WHAT THE TASK ASKS: Up to and including the line that contains "Element text matches", reproduce every line exactly, beginning with the first line below.

SUPPLIED RECORDS:
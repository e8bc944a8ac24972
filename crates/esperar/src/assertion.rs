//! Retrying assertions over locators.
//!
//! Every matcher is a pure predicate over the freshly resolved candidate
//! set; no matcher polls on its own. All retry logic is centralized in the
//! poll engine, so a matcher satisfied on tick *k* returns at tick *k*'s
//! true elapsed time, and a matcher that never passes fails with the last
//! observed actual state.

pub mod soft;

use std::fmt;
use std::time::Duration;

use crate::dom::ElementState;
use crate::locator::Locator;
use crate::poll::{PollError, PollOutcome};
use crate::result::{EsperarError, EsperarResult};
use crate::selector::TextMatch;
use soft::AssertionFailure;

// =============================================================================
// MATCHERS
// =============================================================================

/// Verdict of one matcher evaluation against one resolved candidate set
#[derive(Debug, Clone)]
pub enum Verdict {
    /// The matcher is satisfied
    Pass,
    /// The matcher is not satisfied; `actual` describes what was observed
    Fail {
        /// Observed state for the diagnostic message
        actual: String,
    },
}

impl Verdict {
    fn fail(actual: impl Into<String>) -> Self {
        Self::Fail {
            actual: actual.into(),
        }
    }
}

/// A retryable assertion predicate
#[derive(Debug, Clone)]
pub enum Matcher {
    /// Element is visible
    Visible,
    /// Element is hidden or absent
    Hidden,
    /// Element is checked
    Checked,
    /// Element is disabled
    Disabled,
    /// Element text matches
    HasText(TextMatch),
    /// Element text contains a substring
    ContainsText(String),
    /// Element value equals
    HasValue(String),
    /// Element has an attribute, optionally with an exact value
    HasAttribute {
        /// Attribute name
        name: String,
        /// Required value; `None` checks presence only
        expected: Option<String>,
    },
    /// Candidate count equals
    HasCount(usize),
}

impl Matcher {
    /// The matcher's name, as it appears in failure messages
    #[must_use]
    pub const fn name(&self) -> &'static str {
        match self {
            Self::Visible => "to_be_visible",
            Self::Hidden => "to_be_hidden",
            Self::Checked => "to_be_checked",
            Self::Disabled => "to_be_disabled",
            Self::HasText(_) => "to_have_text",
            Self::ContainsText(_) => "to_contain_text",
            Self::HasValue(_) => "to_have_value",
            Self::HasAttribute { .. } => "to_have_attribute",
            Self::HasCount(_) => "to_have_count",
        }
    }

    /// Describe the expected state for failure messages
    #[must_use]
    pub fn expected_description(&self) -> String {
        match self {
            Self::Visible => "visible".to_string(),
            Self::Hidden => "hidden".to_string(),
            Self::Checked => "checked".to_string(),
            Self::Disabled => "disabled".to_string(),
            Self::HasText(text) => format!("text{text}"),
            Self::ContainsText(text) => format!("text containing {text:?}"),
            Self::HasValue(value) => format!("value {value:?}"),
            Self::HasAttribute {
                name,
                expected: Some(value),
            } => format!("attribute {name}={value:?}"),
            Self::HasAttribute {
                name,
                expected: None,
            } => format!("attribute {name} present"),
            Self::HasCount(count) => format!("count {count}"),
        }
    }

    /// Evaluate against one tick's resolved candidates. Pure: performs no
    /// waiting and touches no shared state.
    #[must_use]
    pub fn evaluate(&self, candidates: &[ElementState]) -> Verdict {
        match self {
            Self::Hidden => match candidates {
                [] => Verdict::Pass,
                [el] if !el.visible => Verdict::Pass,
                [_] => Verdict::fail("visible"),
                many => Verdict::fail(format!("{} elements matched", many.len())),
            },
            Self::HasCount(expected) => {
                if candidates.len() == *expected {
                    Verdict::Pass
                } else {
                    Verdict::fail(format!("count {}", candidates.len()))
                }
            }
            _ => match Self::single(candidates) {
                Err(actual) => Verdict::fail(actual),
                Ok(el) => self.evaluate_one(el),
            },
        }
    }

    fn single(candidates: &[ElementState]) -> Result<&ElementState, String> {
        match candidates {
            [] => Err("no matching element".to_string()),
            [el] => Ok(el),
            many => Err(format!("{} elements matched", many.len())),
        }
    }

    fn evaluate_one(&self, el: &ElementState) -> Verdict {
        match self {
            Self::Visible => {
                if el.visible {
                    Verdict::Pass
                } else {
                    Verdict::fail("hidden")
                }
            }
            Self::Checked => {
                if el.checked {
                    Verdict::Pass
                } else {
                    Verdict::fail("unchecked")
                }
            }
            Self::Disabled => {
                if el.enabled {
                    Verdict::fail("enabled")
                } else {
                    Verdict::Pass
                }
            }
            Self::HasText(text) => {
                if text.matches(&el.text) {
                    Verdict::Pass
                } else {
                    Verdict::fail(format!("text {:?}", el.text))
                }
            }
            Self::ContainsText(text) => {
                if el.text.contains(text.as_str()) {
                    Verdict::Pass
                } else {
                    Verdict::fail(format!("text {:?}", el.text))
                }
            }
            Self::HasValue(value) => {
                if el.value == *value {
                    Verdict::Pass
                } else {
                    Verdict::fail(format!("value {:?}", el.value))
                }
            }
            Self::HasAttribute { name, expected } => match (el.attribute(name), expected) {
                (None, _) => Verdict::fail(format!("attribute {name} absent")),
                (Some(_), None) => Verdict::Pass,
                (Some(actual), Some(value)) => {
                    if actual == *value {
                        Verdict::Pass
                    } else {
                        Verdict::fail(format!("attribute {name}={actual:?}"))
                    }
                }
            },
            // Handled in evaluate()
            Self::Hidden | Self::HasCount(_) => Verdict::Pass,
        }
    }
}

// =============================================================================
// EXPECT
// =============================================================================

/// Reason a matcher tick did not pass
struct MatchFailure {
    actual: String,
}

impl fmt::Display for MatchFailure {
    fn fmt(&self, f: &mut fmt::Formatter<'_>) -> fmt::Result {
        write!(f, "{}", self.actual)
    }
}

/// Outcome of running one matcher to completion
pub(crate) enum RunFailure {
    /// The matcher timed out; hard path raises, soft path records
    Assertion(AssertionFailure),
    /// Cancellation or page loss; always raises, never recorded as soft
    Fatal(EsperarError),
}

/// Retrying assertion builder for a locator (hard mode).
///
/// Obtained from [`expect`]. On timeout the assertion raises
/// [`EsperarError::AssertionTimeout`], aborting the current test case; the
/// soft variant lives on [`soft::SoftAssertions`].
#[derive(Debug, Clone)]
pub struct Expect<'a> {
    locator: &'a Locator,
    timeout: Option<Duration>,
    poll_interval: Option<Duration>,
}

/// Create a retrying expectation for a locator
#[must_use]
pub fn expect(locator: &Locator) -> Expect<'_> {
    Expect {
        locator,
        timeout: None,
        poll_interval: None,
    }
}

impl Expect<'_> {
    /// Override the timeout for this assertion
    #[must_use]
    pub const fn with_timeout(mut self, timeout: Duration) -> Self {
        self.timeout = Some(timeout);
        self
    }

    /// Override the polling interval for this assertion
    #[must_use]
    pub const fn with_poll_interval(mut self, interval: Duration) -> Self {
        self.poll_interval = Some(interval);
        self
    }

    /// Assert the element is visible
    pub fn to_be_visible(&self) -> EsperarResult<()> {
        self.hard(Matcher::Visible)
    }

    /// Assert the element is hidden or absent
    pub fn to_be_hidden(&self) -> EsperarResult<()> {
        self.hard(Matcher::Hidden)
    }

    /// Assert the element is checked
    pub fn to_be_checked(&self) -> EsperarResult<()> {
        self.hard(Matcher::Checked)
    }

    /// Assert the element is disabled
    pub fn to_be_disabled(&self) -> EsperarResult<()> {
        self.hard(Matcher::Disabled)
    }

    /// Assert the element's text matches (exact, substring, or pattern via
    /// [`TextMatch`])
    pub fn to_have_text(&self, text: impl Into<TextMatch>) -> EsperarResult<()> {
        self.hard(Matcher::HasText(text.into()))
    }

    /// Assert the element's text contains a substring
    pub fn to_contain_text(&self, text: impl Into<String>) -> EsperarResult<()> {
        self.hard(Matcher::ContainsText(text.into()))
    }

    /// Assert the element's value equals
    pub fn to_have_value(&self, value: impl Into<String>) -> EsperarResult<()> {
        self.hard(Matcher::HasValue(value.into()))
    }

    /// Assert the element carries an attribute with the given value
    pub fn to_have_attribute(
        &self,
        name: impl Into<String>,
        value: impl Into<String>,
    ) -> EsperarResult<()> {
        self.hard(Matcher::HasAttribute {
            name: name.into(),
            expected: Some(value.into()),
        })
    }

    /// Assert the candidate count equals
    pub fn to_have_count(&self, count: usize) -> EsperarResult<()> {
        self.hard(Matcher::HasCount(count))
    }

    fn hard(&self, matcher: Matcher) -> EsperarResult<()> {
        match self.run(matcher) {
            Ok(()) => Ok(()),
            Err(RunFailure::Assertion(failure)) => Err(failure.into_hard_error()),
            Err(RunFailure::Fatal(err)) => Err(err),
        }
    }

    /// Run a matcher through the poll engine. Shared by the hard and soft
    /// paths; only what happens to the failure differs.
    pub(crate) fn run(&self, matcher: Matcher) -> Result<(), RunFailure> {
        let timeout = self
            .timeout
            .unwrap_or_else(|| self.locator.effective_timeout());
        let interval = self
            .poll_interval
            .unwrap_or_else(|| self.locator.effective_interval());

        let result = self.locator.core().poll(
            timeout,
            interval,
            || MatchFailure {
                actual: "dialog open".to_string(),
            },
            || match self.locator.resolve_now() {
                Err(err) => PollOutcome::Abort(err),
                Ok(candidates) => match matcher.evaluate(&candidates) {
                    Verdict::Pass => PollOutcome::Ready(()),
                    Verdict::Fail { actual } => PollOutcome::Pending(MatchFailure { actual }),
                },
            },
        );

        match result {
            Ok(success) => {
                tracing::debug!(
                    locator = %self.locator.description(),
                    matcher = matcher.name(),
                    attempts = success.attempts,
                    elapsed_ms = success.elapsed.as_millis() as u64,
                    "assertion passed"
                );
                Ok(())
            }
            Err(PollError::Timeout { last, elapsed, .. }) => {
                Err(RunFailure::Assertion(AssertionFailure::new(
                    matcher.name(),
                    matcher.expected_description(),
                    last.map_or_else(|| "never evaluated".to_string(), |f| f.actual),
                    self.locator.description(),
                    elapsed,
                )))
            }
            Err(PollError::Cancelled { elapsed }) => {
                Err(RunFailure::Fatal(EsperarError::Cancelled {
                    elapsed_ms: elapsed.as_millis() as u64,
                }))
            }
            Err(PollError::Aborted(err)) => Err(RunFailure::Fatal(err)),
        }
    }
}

SOLUTION TO THE PROBLEM:
repository e8bc944a8ac24972
filename crates/esperar/src/assertion.rs
//! Retrying assertions over locators.
//!
//! Every matcher is a pure predicate over the freshly resolved candidate
//! set; no matcher polls on its own. All retry logic is centralized in the
//! poll engine, so a matcher satisfied on tick *k* returns at tick *k*'s
//! true elapsed time, and a matcher that never passes fails with the last
//! observed actual state.

pub mod soft;

use std::fmt;
use std::time::Duration;

use crate::dom::ElementState;
use crate::locator::Locator;
use crate::poll::{PollError, PollOutcome};
use crate::result::{EsperarError, EsperarResult};
use crate::selector::TextMatch;
use soft::AssertionFailure;

// =============================================================================
// MATCHERS
// =============================================================================

/// Verdict of one matcher evaluation against one resolved candidate set
#[derive(Debug, Clone)]
pub enum Verdict {
    /// The matcher is satisfied
    Pass,
    /// The matcher is not satisfied; `actual` describes what was observed
    Fail {
        /// Observed state for the diagnostic message
        actual: String,
    },
}

impl Verdict {
    fn fail(actual: impl Into<String>) -> Self {
        Self::Fail {
            actual: actual.into(),
        }
    }
}

/// A retryable assertion predicate
#[derive(Debug, Clone)]
pub enum Matcher {
    /// Element is visible
    Visible,
    /// Element is hidden or absent
    Hidden,
    /// Element is checked
    Checked,
    /// Element is disabled
    Disabled,
    /// Element text matches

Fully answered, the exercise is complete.